# INSTRUCTIONS FOR THE TASK:
The response should hold each line from the entries below where "last" is found.
** ENTRIES PROVIDED follows **
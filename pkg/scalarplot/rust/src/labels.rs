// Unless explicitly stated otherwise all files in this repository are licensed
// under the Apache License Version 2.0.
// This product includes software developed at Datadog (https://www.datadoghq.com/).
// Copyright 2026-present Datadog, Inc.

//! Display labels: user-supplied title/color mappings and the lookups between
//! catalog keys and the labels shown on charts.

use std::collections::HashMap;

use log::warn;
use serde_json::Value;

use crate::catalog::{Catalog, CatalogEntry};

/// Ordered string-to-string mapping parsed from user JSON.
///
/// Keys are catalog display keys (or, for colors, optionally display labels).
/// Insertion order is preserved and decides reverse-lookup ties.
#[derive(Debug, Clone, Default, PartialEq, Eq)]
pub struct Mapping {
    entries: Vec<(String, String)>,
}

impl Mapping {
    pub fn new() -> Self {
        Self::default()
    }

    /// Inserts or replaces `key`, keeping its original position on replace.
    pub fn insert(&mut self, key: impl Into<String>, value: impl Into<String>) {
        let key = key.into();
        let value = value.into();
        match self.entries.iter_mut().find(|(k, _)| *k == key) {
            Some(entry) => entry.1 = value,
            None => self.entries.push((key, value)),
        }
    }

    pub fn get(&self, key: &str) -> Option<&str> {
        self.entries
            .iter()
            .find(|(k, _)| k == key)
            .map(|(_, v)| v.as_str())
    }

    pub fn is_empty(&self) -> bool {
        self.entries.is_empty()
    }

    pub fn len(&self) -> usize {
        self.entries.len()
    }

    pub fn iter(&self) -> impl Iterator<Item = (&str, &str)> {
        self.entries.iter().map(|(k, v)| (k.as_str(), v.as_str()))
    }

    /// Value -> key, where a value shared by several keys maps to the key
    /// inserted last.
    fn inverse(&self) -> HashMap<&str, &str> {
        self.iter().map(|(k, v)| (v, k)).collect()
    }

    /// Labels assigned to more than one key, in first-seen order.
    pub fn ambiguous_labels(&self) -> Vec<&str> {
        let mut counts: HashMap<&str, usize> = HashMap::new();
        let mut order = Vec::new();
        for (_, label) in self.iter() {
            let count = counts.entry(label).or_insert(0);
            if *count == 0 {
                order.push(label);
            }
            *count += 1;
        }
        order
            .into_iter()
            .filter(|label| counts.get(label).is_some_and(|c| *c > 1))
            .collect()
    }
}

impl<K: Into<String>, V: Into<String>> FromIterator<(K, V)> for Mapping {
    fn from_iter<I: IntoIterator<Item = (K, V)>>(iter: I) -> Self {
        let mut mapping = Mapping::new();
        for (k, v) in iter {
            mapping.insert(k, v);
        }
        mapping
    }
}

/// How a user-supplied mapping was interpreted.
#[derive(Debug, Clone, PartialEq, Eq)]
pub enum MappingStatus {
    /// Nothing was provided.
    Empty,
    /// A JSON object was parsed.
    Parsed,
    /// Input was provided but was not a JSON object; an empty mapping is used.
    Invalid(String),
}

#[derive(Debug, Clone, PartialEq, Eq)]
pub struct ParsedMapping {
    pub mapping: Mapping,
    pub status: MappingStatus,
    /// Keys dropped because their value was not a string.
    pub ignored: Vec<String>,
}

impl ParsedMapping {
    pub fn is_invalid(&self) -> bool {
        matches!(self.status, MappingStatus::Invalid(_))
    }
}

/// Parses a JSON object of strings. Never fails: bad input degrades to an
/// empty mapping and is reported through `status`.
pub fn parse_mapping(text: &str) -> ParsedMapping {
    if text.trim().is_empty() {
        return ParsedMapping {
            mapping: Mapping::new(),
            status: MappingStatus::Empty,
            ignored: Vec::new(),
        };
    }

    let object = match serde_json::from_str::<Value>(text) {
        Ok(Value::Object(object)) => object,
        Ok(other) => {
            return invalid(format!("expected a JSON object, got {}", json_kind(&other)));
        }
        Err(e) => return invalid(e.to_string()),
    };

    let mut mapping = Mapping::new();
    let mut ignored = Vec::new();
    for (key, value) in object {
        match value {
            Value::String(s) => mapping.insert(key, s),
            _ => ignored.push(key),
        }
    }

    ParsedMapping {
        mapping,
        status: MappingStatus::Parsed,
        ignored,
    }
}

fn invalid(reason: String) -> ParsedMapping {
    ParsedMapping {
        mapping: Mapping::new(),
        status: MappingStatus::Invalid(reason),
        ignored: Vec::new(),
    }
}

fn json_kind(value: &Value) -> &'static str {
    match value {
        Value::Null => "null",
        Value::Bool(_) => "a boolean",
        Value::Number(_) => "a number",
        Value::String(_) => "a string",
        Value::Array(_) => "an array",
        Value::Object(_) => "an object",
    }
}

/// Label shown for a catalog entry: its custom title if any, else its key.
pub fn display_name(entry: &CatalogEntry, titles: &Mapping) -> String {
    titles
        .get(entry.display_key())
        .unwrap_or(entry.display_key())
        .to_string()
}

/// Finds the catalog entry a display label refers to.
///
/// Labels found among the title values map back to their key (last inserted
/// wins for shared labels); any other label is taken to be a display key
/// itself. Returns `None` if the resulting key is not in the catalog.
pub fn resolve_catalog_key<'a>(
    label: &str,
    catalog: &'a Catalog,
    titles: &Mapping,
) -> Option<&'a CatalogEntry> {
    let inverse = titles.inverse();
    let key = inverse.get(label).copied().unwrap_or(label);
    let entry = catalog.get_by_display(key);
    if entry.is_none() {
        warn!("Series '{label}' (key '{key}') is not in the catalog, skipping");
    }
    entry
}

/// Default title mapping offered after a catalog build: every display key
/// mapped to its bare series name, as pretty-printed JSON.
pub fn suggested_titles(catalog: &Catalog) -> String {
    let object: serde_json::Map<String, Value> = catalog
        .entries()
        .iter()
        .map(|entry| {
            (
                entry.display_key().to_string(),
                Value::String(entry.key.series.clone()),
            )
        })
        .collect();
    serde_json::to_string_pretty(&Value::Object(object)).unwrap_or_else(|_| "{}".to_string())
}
** End of ENTRIES PROVIDED **
# EXERCISE ANSWER:
    /// inserted last.
/// Labels found among the title values map back to their key (last inserted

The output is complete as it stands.